_Your instructions_. Go through the data below line by line. Give only the number of lines that contain "impl".
------ Dataset records
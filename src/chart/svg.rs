//! SVG rendering
//!
//! Turns a [`ChartFrame`] into an inline `<svg>` element drawn in the
//! normalized 100x100 box: grid lines, gradient area fill, the line itself
//! and a marker on the latest point. Axis labels are left to the page.

use std::fmt::Write;

use super::view::ChartFrame;

/// Default series color
pub const DEFAULT_COLOR: &str = "#3B82F6";

/// Grid line positions (y) in box coordinates
const GRID_LINES: [u32; 5] = [20, 40, 60, 80, 100];

/// Visual options for one chart
#[derive(Debug, Clone, PartialEq)]
pub struct ChartStyle {
    /// Stroke and fill color
    pub color: String,
    /// Id for the gradient definition; must be unique within a page
    pub gradient_id: String,
}

impl Default for ChartStyle {
    fn default() -> Self {
        Self {
            color: DEFAULT_COLOR.to_string(),
            gradient_id: "areaGradient".to_string(),
        }
    }
}

impl ChartStyle {
    pub fn new(color: impl Into<String>, gradient_id: impl Into<String>) -> Self {
        Self {
            color: color.into(),
            gradient_id: gradient_id.into(),
        }
    }
}

/// Render a frame as an `<svg>` element
pub fn render_svg(frame: &ChartFrame, style: &ChartStyle) -> String {
    let color = escape(&style.color);
    let gradient = escape(&style.gradient_id);
    let mut svg = String::with_capacity(1024);

    let _ = write!(
        svg,
        r#"<svg xmlns="http://www.w3.org/2000/svg" width="100%" height="100%" viewBox="0 0 100 100" preserveAspectRatio="none" style="overflow:visible">"#
    );
    let _ = write!(
        svg,
        r#"<defs><linearGradient id="{gradient}" x1="0%" y1="0%" x2="0%" y2="100%"><stop offset="0%" stop-color="{color}" stop-opacity="0.3"/><stop offset="100%" stop-color="{color}" stop-opacity="0.05"/></linearGradient></defs>"#
    );

    for y in GRID_LINES {
        let _ = write!(
            svg,
            r##"<line x1="0" y1="{y}" x2="100" y2="{y}" stroke="#e5e7eb" stroke-width="0.5" vector-effect="non-scaling-stroke"/>"##
        );
    }

    if !frame.paths.is_empty() {
        let _ = write!(
            svg,
            r#"<path class="area" d="{}" fill="url(#{gradient})"/>"#,
            frame.paths.area
        );
        let _ = write!(
            svg,
            r#"<path class="line" d="{}" fill="none" stroke="{color}" stroke-width="2" stroke-linecap="round" stroke-linejoin="round" vector-effect="non-scaling-stroke"/>"#,
            frame.paths.line
        );
    }

    if let Some(last) = frame.paths.last_vertex() {
        let _ = write!(
            svg,
            r#"<g class="marker"><circle cx="{x}" cy="{y}" r="2" fill="{color}"/><circle cx="{x}" cy="{y}" r="4" fill="{color}" fill-opacity="0.4"/></g>"#,
            x = last.x,
            y = last.y
        );
    }

    svg.push_str("</svg>");
    svg
}

/// Escape text for use in HTML/SVG content and attribute values
pub fn escape(text: &str) -> String {
    let mut out = String::with_capacity(text.len());
    for c in text.chars() {
        match c {
            '&' => out.push_str("&amp;"),
            '<' => out.push_str("&lt;"),
            '>' => out.push_str("&gt;"),
            '"' => out.push_str("&quot;"),
            '\'' => out.push_str("&#39;"),
            c => out.push(c),
        }
    }
    out
}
------------
_Expected output_. 3